use std::collections::HashMap;

use crate::model::snapshot::{Snapshot, SourceKind};
use crate::model::task::{Priority, Status, Task};

/// What the detail panel shows for the current selection
#[derive(Debug, Clone, Default, PartialEq, Eq)]
pub enum DetailState {
    #[default]
    NoSelection,
    /// The selected id does not resolve in the current snapshot
    NotFound(String),
    /// Waiting on the external detail report
    Loading(String),
    Subtasks {
        task_id: String,
        subtasks: Vec<Task>,
    },
    NoSubtasks(String),
}

/// A detail lookup the event loop should run. Results carry the stamp back.
#[derive(Debug, Clone, PartialEq, Eq)]
pub struct SubtaskLookup {
    pub task_id: String,
    pub stamp: u64,
}

/// Filter and selection state, plus the last snapshot it was applied to.
///
/// `rows` is rebuilt whenever the snapshot or a filter changes, and the
/// selected id is re-checked against it every time. Index-based selection
/// is only valid against the current `rows`.
#[derive(Debug, Default)]
pub struct ViewModel {
    filter_priority: Option<Priority>,
    filter_status: Option<Status>,
    selected_id: Option<String>,
    snapshot: Option<Snapshot>,
    rows: Vec<Task>,
    detail: DetailState,
    /// Subtasks fetched for the current snapshot, by task id
    subtask_cache: HashMap<String, Vec<Task>>,
    lookup_stamp: u64,
    pending_lookup: Option<SubtaskLookup>,
}

impl ViewModel {
    pub fn new() -> Self {
        ViewModel::default()
    }

    pub fn filter_priority(&self) -> Option<Priority> {
        self.filter_priority
    }

    pub fn filter_status(&self) -> Option<Status> {
        self.filter_status
    }

    pub fn selected_id(&self) -> Option<&str> {
        self.selected_id.as_deref()
    }

    pub fn snapshot(&self) -> Option<&Snapshot> {
        self.snapshot.as_ref()
    }

    /// The filtered list, in display order
    pub fn rows(&self) -> &[Task] {
        &self.rows
    }

    pub fn detail(&self) -> &DetailState {
        &self.detail
    }

    /// Row index of the selected task
    pub fn cursor(&self) -> Option<usize> {
        let id = self.selected_id.as_deref()?;
        self.rows.iter().position(|t| t.id == id)
    }

    /// Replace the snapshot wholesale and re-validate the selection
    pub fn apply_snapshot(&mut self, snapshot: Snapshot) {
        // lookups started against the previous snapshot no longer apply
        self.subtask_cache.clear();
        self.lookup_stamp += 1;
        self.snapshot = Some(snapshot);
        self.rebuild_rows();
        self.refresh_detail();
    }

    pub fn cycle_priority_filter(&mut self) {
        self.filter_priority = Priority::cycle_filter(self.filter_priority);
        self.rebuild_rows();
        self.refresh_detail();
    }

    pub fn cycle_status_filter(&mut self) {
        self.filter_status = Status::cycle_filter(self.filter_status);
        self.rebuild_rows();
        self.refresh_detail();
    }

    /// Select the task at `index` in the current rows. Out of range is a no-op.
    pub fn select_index(&mut self, index: usize) -> bool {
        let Some(task) = self.rows.get(index) else {
            return false;
        };
        if self.selected_id.as_deref() == Some(task.id.as_str()) {
            return false;
        }
        self.selected_id = Some(task.id.clone());
        self.refresh_detail();
        true
    }

    /// Move the selection by `delta` rows, clamped to the list
    pub fn move_by(&mut self, delta: isize) -> bool {
        if self.rows.is_empty() {
            return false;
        }
        let last = self.rows.len() - 1;
        let target = match self.cursor() {
            Some(c) => c.saturating_add_signed(delta).min(last),
            None => 0,
        };
        self.select_index(target)
    }

    pub fn select_first(&mut self) -> bool {
        self.select_index(0)
    }

    pub fn select_last(&mut self) -> bool {
        match self.rows.len() {
            0 => false,
            n => self.select_index(n - 1),
        }
    }

    /// Re-select the current row, discarding any cached detail for it
    pub fn confirm(&mut self) {
        if let Some(id) = &self.selected_id {
            self.subtask_cache.remove(id);
        }
        self.refresh_detail();
    }

    /// Detail lookup requested by the last selection change, if any
    pub fn take_lookup(&mut self) -> Option<SubtaskLookup> {
        self.pending_lookup.take()
    }

    /// Store a detail lookup result. Returns false for a superseded lookup.
    pub fn apply_subtasks(&mut self, task_id: &str, stamp: u64, subtasks: Vec<Task>) -> bool {
        if stamp != self.lookup_stamp {
            tracing::debug!(task_id, stamp, current = self.lookup_stamp, "discarding stale lookup");
            return false;
        }
        self.subtask_cache.insert(task_id.to_string(), subtasks);
        if self.selected_id.as_deref() == Some(task_id) {
            self.refresh_detail();
        }
        true
    }

    fn matches_filters(&self, task: &Task) -> bool {
        self.filter_priority.is_none_or(|p| task.priority == p)
            && self.filter_status.is_none_or(|s| task.status == s)
    }

    fn rebuild_rows(&mut self) {
        self.rows = match &self.snapshot {
            Some(snapshot) => snapshot
                .tasks
                .iter()
                .filter(|t| self.matches_filters(t))
                .cloned()
                .collect(),
            None => Vec::new(),
        };

        let still_visible = self
            .selected_id
            .as_deref()
            .is_some_and(|id| self.rows.iter().any(|t| t.id == id));
        if !still_visible {
            self.selected_id = auto_select(&self.rows).map(|t| t.id.clone());
        }
    }

    fn refresh_detail(&mut self) {
        self.pending_lookup = None;
        let (Some(id), Some(snapshot)) = (self.selected_id.clone(), self.snapshot.as_ref()) else {
            self.detail = DetailState::NoSelection;
            return;
        };

        self.detail = match snapshot.find_task(&id) {
            None => DetailState::NotFound(id),
            Some(task) if !task.subtasks.is_empty() => DetailState::Subtasks {
                task_id: id,
                subtasks: task.subtasks.clone(),
            },
            Some(_) if snapshot.source != SourceKind::ListCommand => DetailState::NoSubtasks(id),
            Some(_) => match self.subtask_cache.get(&id) {
                Some(subs) if subs.is_empty() => DetailState::NoSubtasks(id),
                Some(subs) => DetailState::Subtasks {
                    task_id: id,
                    subtasks: subs.clone(),
                },
                None => {
                    self.lookup_stamp += 1;
                    self.pending_lookup = Some(SubtaskLookup {
                        task_id: id.clone(),
                        stamp: self.lookup_stamp,
                    });
                    DetailState::Loading(id)
                }
            },
        };
    }
}

/// First in-progress task, else the first row
fn auto_select(rows: &[Task]) -> Option<&Task> {
    rows.iter()
        .find(|t| t.status == Status::InProgress)
        .or_else(|| rows.first())
}

#[cfg(test)]
mod tests {
    use super::*;

    use crate::model::progress::ProjectProgress;
    use crate::model::recommendation::Recommendation;

    fn task(id: &str, status: Status, priority: Priority) -> Task {
        Task::new(id, format!("Task {id}"), status, priority)
    }

    fn snapshot(generation: u64, source: SourceKind, tasks: Vec<Task>) -> Snapshot {
        Snapshot {
            generation,
            source,
            tasks,
            progress: ProjectProgress::unknown(),
            recommendation: Recommendation::AllComplete,
        }
    }

    fn file_snapshot(generation: u64, tasks: Vec<Task>) -> Snapshot {
        snapshot(generation, SourceKind::TaskFile("tasks.json".into()), tasks)
    }

    #[test]
    fn auto_selects_first_in_progress() {
        let mut vm = ViewModel::new();
        vm.apply_snapshot(file_snapshot(
            1,
            vec![
                task("1", Status::Done, Priority::High),
                task("2", Status::InProgress, Priority::Low),
            ],
        ));
        assert_eq!(vm.selected_id(), Some("2"));
        assert_eq!(vm.cursor(), Some(1));
    }

    #[test]
    fn auto_selects_first_row_without_in_progress() {
        let mut vm = ViewModel::new();
        vm.apply_snapshot(file_snapshot(
            1,
            vec![
                task("4", Status::Pending, Priority::High),
                task("5", Status::Done, Priority::Low),
            ],
        ));
        assert_eq!(vm.selected_id(), Some("4"));
    }

    #[test]
    fn selection_follows_id_not_index() {
        let mut vm = ViewModel::new();
        vm.apply_snapshot(file_snapshot(
            1,
            vec![
                task("3", Status::Pending, Priority::High),
                task("7", Status::Pending, Priority::High),
            ],
        ));
        assert!(vm.select_index(1));
        assert_eq!(vm.selected_id(), Some("7"));

        vm.apply_snapshot(file_snapshot(
            2,
            vec![
                task("9", Status::Pending, Priority::High),
                task("8", Status::Pending, Priority::High),
                task("7", Status::Pending, Priority::High),
            ],
        ));
        assert_eq!(vm.selected_id(), Some("7"));
        assert_eq!(vm.cursor(), Some(2));
        assert_eq!(vm.detail(), &DetailState::NoSubtasks("7".into()));
    }

    #[test]
    fn filtered_out_selection_is_re_anchored() {
        let mut vm = ViewModel::new();
        vm.apply_snapshot(file_snapshot(
            1,
            vec![
                task("1", Status::Pending, Priority::High),
                task("7", Status::Done, Priority::High)
                    .with_subtasks(vec![task("7.1", Status::Done, Priority::Medium)]),
            ],
        ));
        vm.select_index(1);
        assert!(matches!(vm.detail(), DetailState::Subtasks { task_id, .. } if task_id == "7"));

        // all → in-progress → pending
        vm.cycle_status_filter();
        vm.cycle_status_filter();
        assert_eq!(vm.filter_status(), Some(Status::Pending));
        assert_eq!(vm.selected_id(), Some("1"));
        assert_ne!(
            vm.detail(),
            &DetailState::Subtasks {
                task_id: "7".into(),
                subtasks: vec![task("7.1", Status::Done, Priority::Medium)],
            }
        );
    }

    #[test]
    fn empty_rows_clear_selection() {
        let mut vm = ViewModel::new();
        vm.apply_snapshot(file_snapshot(1, vec![task("1", Status::Done, Priority::Low)]));
        vm.cycle_priority_filter();
        assert_eq!(vm.filter_priority(), Some(Priority::High));
        assert!(vm.rows().is_empty());
        assert_eq!(vm.selected_id(), None);
        assert_eq!(vm.detail(), &DetailState::NoSelection);
    }

    #[test]
    fn movement_is_clamped() {
        let mut vm = ViewModel::new();
        vm.apply_snapshot(file_snapshot(
            1,
            (1..=5)
                .map(|i| task(&i.to_string(), Status::Pending, Priority::Medium))
                .collect(),
        ));
        assert_eq!(vm.cursor(), Some(0));
        assert!(!vm.move_by(-1));
        vm.move_by(3);
        assert_eq!(vm.selected_id(), Some("4"));
        vm.move_by(10);
        assert_eq!(vm.selected_id(), Some("5"));
        vm.select_first();
        assert_eq!(vm.selected_id(), Some("1"));
        vm.select_last();
        assert_eq!(vm.selected_id(), Some("5"));
        assert!(!vm.select_index(99));
    }

    #[test]
    fn list_source_requests_lookup_and_drops_stale_results() {
        let mut vm = ViewModel::new();
        vm.apply_snapshot(snapshot(
            1,
            SourceKind::ListCommand,
            vec![
                task("1", Status::InProgress, Priority::High),
                task("2", Status::Pending, Priority::High),
            ],
        ));
        let first = vm.take_lookup().unwrap();
        assert_eq!(first.task_id, "1");
        assert_eq!(vm.detail(), &DetailState::Loading("1".into()));

        vm.select_index(1);
        let second = vm.take_lookup().unwrap();
        assert_eq!(second.task_id, "2");

        assert!(!vm.apply_subtasks("1", first.stamp, vec![]));
        assert!(vm.apply_subtasks(
            "2",
            second.stamp,
            vec![task("2.1", Status::Done, Priority::Medium)]
        ));
        assert!(matches!(vm.detail(), DetailState::Subtasks { subtasks, .. } if subtasks.len() == 1));

        // cached: no new lookup when coming back
        vm.select_index(0);
        vm.take_lookup();
        vm.select_index(1);
        assert!(vm.take_lookup().is_none());
    }

    #[test]
    fn failed_lookup_shows_no_subtasks() {
        let mut vm = ViewModel::new();
        vm.apply_snapshot(snapshot(
            1,
            SourceKind::ListCommand,
            vec![task("1", Status::InProgress, Priority::High)],
        ));
        let lookup = vm.take_lookup().unwrap();
        vm.apply_subtasks(&lookup.task_id, lookup.stamp, Vec::new());
        assert_eq!(vm.detail(), &DetailState::NoSubtasks("1".into()));
    }

    #[test]
    fn confirm_forces_a_fresh_lookup() {
        let mut vm = ViewModel::new();
        vm.apply_snapshot(snapshot(
            1,
            SourceKind::ListCommand,
            vec![task("1", Status::InProgress, Priority::High)],
        ));
        let lookup = vm.take_lookup().unwrap();
        vm.apply_subtasks(&lookup.task_id, lookup.stamp, Vec::new());
        vm.confirm();
        assert!(vm.take_lookup().is_some());
    }

    #[test]
    fn lookup_from_previous_snapshot_is_rejected() {
        let mut vm = ViewModel::new();
        vm.apply_snapshot(snapshot(
            1,
            SourceKind::ListCommand,
            vec![task("1", Status::InProgress, Priority::High)],
        ));
        let lookup = vm.take_lookup().unwrap();

        vm.apply_snapshot(file_snapshot(2, vec![task("1", Status::InProgress, Priority::High)]));
        assert!(!vm.apply_subtasks(
            &lookup.task_id,
            lookup.stamp,
            vec![task("1.1", Status::Done, Priority::Medium)]
        ));
        assert_eq!(vm.detail(), &DetailState::NoSubtasks("1".into()));
        assert!(vm.take_lookup().is_none());
    }

    #[test]
    fn list_refresh_reissues_lookup_for_selection() {
        let mut vm = ViewModel::new();
        let tasks = vec![task("1", Status::InProgress, Priority::High)];
        vm.apply_snapshot(snapshot(1, SourceKind::ListCommand, tasks.clone()));
        let first = vm.take_lookup().unwrap();

        vm.apply_snapshot(snapshot(2, SourceKind::ListCommand, tasks));
        let second = vm.take_lookup().unwrap();
        assert!(!vm.apply_subtasks("1", first.stamp, vec![]));
        assert!(vm.apply_subtasks("1", second.stamp, vec![]));
        assert_eq!(vm.detail(), &DetailState::NoSubtasks("1".into()));
    }
}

···

YOUR TASK: Only the lines from the one containing "pub fn select_first(&mut" through the one containing "a superseded lookup." are to be retyped, both boundary lines included, with no other material.

TASK SOLUTION:
    pub fn select_first(&mut self) -> bool {
        self.select_index(0)
    }

    pub fn select_last(&mut self) -> bool {
        match self.rows.len() {
            0 => false,
            n => self.select_index(n - 1),
        }
    }

    /// Re-select the current row, discarding any cached detail for it
    pub fn confirm(&mut self) {
        if let Some(id) = &self.selected_id {
            self.subtask_cache.remove(id);
        }
        self.refresh_detail();
    }

    /// Detail lookup requested by the last selection change, if any
    pub fn take_lookup(&mut self) -> Option<SubtaskLookup> {
        self.pending_lookup.take()
    }

    /// Store a detail lookup result. Returns false for a superseded lookup.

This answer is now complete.